1873412 – OAuth server returned error after cluster being used for few days

Bug 1873412 - OAuth server returned error after cluster being used for few days

Summary: OAuth server returned error after cluster being used for few days

Keywords:
Status:	CLOSED ERRATA
Alias:	None
Product:	OpenShift Container Platform
Classification:	Red Hat
Component:	kube-apiserver
Sub Component:
Version:	4.6
Hardware:	Unspecified
OS:	Unspecified
Priority:	medium
Severity:	high
Target Milestone:	---
Target Release:	4.6.0
Assignee:	Luis Sanchez
QA Contact:	Ke Wang
Docs Contact:
URL:
Whiteboard:
Depends On:
Blocks:
TreeView+	depends on / blocked

Reported:	2020-08-28 08:54 UTC by Mikhail Krutov
Modified:	2020-10-27 16:35 UTC (History)
CC List:	10 users (show)
Fixed In Version:
Doc Type:	If docs needed, set a value
Doc Text:
Clone Of:
Environment:
Last Closed:	2020-10-27 16:35:35 UTC
Target Upstream Version:
Embargoed:

Attachments	(Terms of Use)
dmesg from a node affected. (144.64 KB, application/gzip) 2020-08-28 08:54 UTC, Mikhail Krutov	no flags	Details
etcd disk and peer RTT latency (100.70 KB, image/png) 2020-09-21 20:24 UTC, Sam Batschelet	no flags	Details
heap profile (61.72 KB, image/png) 2020-09-21 20:24 UTC, Sam Batschelet	no flags	Details
cpu profile (30.95 KB, application/gzip) 2020-09-21 20:55 UTC, Sam Batschelet	no flags	Details
heap source (55.20 KB, application/gzip) 2020-09-21 20:56 UTC, Sam Batschelet	no flags	Details
podnetworkconnectivitychecks key sizes in bytes (10.88 KB, text/plain) 2020-09-21 21:18 UTC, Sam Batschelet	no flags	Details
View All

Links
System	ID	Private	Priority	Status	Summary	Last Updated
Github	openshift cluster-kube-apiserver-operator pull 956	0	None	closed	Bug 1873412: OAuth server returned error after cluster being used for few days	2020-10-02 07:14:29 UTC
Red Hat Product Errata	RHBA-2020:4196	0	None	None	None	2020-10-27 16:35:51 UTC

Description Mikhail Krutov 2020-08-28 08:54:41 UTC

Created attachment 1712932 [details]
dmesg from a node affected.

Description of problem:
I've installed ocp 4.6 (on openstack), 

Version-Release number of selected component (if applicable):
/root/ocp46-new/openshift-install 4.6.0-0.nightly-2020-08-16-072105
built from commit c52bc55044a19220ec292da3428f4c3d84fdfdc6
release image quay.io/openshift-release-dev/ocp-release-nightly@sha256:4cb280f7473d303ce9ec7ab9b4daa54f00147ea637bbc848c9d1f7a72af5660a


How reproducible:
Not the first time similar thing happens. happened on 4.3, 4.4, 4.5 eventually. 

Steps to Reproduce:
1. Install OCP 4.6 
2. Use cluster as-normal for a week
3.

Actual results:
{"metadata":{},"status":"Failure","message":"Timeout: request did not complete within 1m0s","reason":"Timeout","details":{},"code":504}

Expected results:
auth carries on working

Additional info:

I have ssh access to masters in case additional logs are required.
However, `podman ps` returns no containers.
dmesg returns a lot of oom killer operations, short snip:

http://pastebin.test.redhat.com/897433 (full dmesg available in attachement)

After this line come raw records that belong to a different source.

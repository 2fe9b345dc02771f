use crate::palette::PaletteEntry;
use strata_common::{BlockPos, Extent, Result, StrataError};
use strata_nbt::{Compound, NbtFile, Tag, TagList};

/// One positioned reference into the palette.
#[derive(Debug, Clone, PartialEq)]
pub struct Placement {
    pub pos: BlockPos,
    pub state: usize,
    /// Per-placement data, written verbatim under `nbt`.
    pub extra: Option<Tag>,
}

impl Placement {
    pub fn to_compound(&self) -> Result<Compound> {
        let mut compound = Compound::new();
        compound.insert("pos".to_string(), Tag::List(position_list(self.pos)?));
        compound.insert("state".to_string(), Tag::Int(index_to_int(self.state)?));
        if let Some(extra) = &self.extra {
            compound.insert("nbt".to_string(), extra.clone());
        }
        Ok(compound)
    }
}

/// A finalized structure: origin-relative placements plus the palette they
/// index into.
#[derive(Debug, Clone, PartialEq)]
pub struct Document {
    pub size: Extent,
    pub palette: Vec<PaletteEntry>,
    pub placements: Vec<Placement>,
    /// Reserved; always empty.
    pub entities: Vec<Compound>,
    pub data_version: i32,
}

impl Document {
    pub fn is_empty(&self) -> bool {
        self.placements.is_empty()
    }

    /// Builds the root compound:
    /// `size`, `palette`, `blocks`, `entities`, `DataVersion`, in that order.
    pub fn to_compound(&self) -> Result<Compound> {
        let size = TagList::of_ints([
            to_int('x', self.size.dx)?,
            to_int('y', self.size.dy)?,
            to_int('z', self.size.dz)?,
        ]);
        let palette = TagList::of_compounds(self.palette.iter().map(PaletteEntry::to_compound));
        let blocks = TagList::of_compounds(
            self.placements
                .iter()
                .map(Placement::to_compound)
                .collect::<Result<Vec<_>>>()?,
        );
        let entities = TagList::of_compounds(self.entities.iter().cloned());

        let mut root = Compound::new();
        root.insert("size".to_string(), Tag::List(size));
        root.insert("palette".to_string(), Tag::List(palette));
        root.insert("blocks".to_string(), Tag::List(blocks));
        root.insert("entities".to_string(), Tag::List(entities));
        root.insert("DataVersion".to_string(), Tag::Int(self.data_version));
        Ok(root)
    }

    pub fn to_nbt_file(&self, root_name: &str) -> Result<NbtFile> {
        Ok(NbtFile::new(root_name.to_owned(), self.to_compound()?))
    }
}

fn position_list(pos: BlockPos) -> Result<TagList> {
    Ok(TagList::of_ints([
        to_int('x', pos.x)?,
        to_int('y', pos.y)?,
        to_int('z', pos.z)?,
    ]))
}

fn to_int(axis: char, value: i64) -> Result<i32> {
    i32::try_from(value).map_err(|_| StrataError::CoordinateOutOfRange { axis, value })
}

fn index_to_int(index: usize) -> Result<i32> {
    i32::try_from(index).map_err(|_| StrataError::IndexOutOfRange { index })
}
use std::time::{SystemTime, UNIX_EPOCH};

/// Returns the current local time in the format YYYY-MM-DD HH:MM:SS TZ
#[cfg(unix)]
pub fn now() -> String {
    use std::ffi::CStr;

    let secs = unix_timestamp() as libc::time_t;
    let mut tm: libc::tm = unsafe { std::mem::zeroed() };
    let mut buf = [0 as libc::c_char; 64];
    let fmt = c"%Y-%m-%d %H:%M:%S %Z";

    unsafe {
        if libc::localtime_r(&secs, &mut tm).is_null() {
            return secs.to_string();
        }
        let written = libc::strftime(buf.as_mut_ptr(), buf.len(), fmt.as_ptr(), &tm);
        if written == 0 {
            return secs.to_string();
        }
        CStr::from_ptr(buf.as_ptr()).to_string_lossy().into_owned()
    }
}

/// Returns the current local time in the format YYYY-MM-DD HH:MM:SS
#[cfg(windows)]
pub fn now() -> String {
    use windows_sys::Win32::Foundation::SYSTEMTIME;
    use windows_sys::Win32::System::SystemInformation::GetLocalTime;

    let mut tm: SYSTEMTIME = unsafe { std::mem::zeroed() };
    unsafe {
        GetLocalTime(&mut tm);
    }

    format!(
        "{:04}-{:02}-{:02} {:02}:{:02}:{:02}",
        tm.wYear, tm.wMonth, tm.wDay, tm.wHour, tm.wMinute, tm.wSecond
    )
}

/// Returns the current Unix timestamp in seconds
pub fn unix_timestamp() -> i64 {
    SystemTime::now()
        .duration_since(UNIX_EPOCH)
        .map(|d| d.as_secs() as i64)
        .unwrap_or(0)
}

#[cfg(test)]
mod tests {
    use super::*;

    #[test]
    fn test_now_shape() {
        let stamp = now();
        // YYYY-MM-DD HH:MM:SS at minimum
        assert!(stamp.len() >= 19, "unexpected timestamp: {}", stamp);
        assert_eq!(&stamp[4..5], "-");
        assert_eq!(&stamp[13..14], ":");
    }

    #[test]
    fn test_unix_timestamp() {
        assert!(unix_timestamp() > 1_600_000_000);
    }
}
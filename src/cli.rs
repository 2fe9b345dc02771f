use crate::blueprint::Blueprint;
use clap::Parser;
use std::fs;
use std::path::PathBuf;
use strata_common::{Extent, Result};
use strata_logger::{log, LogSeverity};
use strata_structure::{encode_with, Document, StructureConfig};

/// Build a structure file from a JSON blueprint
#[derive(Parser, Debug, Clone, PartialEq, Eq)]
#[command(name = "strata", version)]
#[command(about = "Build a palette-based structure file from a JSON blueprint")]
pub struct CliArgs {
    /// Blueprint JSON (blocks, fills, layers, legend)
    pub blueprint: PathBuf,

    /// Output structure file
    #[arg(short, long, default_value = "output.nbt")]
    pub output: PathBuf,

    /// Write the raw stream without gzip
    #[arg(long)]
    pub no_gzip: bool,

    /// DataVersion written into the structure
    #[arg(long)]
    pub data_version: Option<i32>,

    /// JSON file with root_name, data_version and compress
    #[arg(long)]
    pub config: Option<PathBuf>,

    /// Log debug output
    #[arg(short, long)]
    pub verbose: bool,
}

impl CliArgs {
    /// The `--config` file (or defaults), with command-line flags on top.
    pub fn resolve_config(&self) -> Result<StructureConfig> {
        let mut config = match &self.config {
            Some(path) => StructureConfig::load(path)?,
            None => StructureConfig::default(),
        };
        if let Some(version) = self.data_version {
            config.data_version = version;
        }
        if self.no_gzip {
            config.compress = false;
        }
        Ok(config)
    }
}

#[derive(Debug, Clone, PartialEq, Eq)]
pub struct Summary {
    pub placements: usize,
    pub palette: usize,
    pub size: Extent,
    pub bytes: usize,
}

/// Builds the structure described by `blueprint` and encodes it.
pub fn build(blueprint: &Blueprint, config: &StructureConfig) -> Result<(Document, Vec<u8>)> {
    let mut builder = config.builder();
    blueprint.apply(&mut builder)?;
    let document = builder.into_document();
    let bytes = encode_with(config, &document)?;
    Ok((document, bytes))
}

pub fn run(args: &CliArgs) -> Result<Summary> {
    let config = args.resolve_config()?;
    let blueprint = Blueprint::load(&args.blueprint)?;
    log(
        format!("Building structure from {}", args.blueprint.display()),
        LogSeverity::Info,
    );

    let (document, bytes) = build(&blueprint, &config)?;
    if document.is_empty() {
        log(
            format!("{} places no blocks", args.blueprint.display()),
            LogSeverity::Warning,
        );
    }

    fs::write(&args.output, &bytes)?;
    log(
        format!(
            "Wrote structure: {} (gzip={})",
            args.output.display(),
            config.compress
        ),
        LogSeverity::Info,
    );

    Ok(Summary {
        placements: document.placements.len(),
        palette: document.palette.len(),
        size: document.size,
        bytes: bytes.len(),
    })
}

top shows that etcd is severely leaking:

   3418 root      20   0   22.9g  14.1g      0 R  55.8  90.3  49:46.42 etcd                                                                       

I'll attach more logs in comments

Comment 5 Standa Laznicka 2020-08-28 10:27:53 UTC

In private conversation, the reporter claimed etcd was leaking memory.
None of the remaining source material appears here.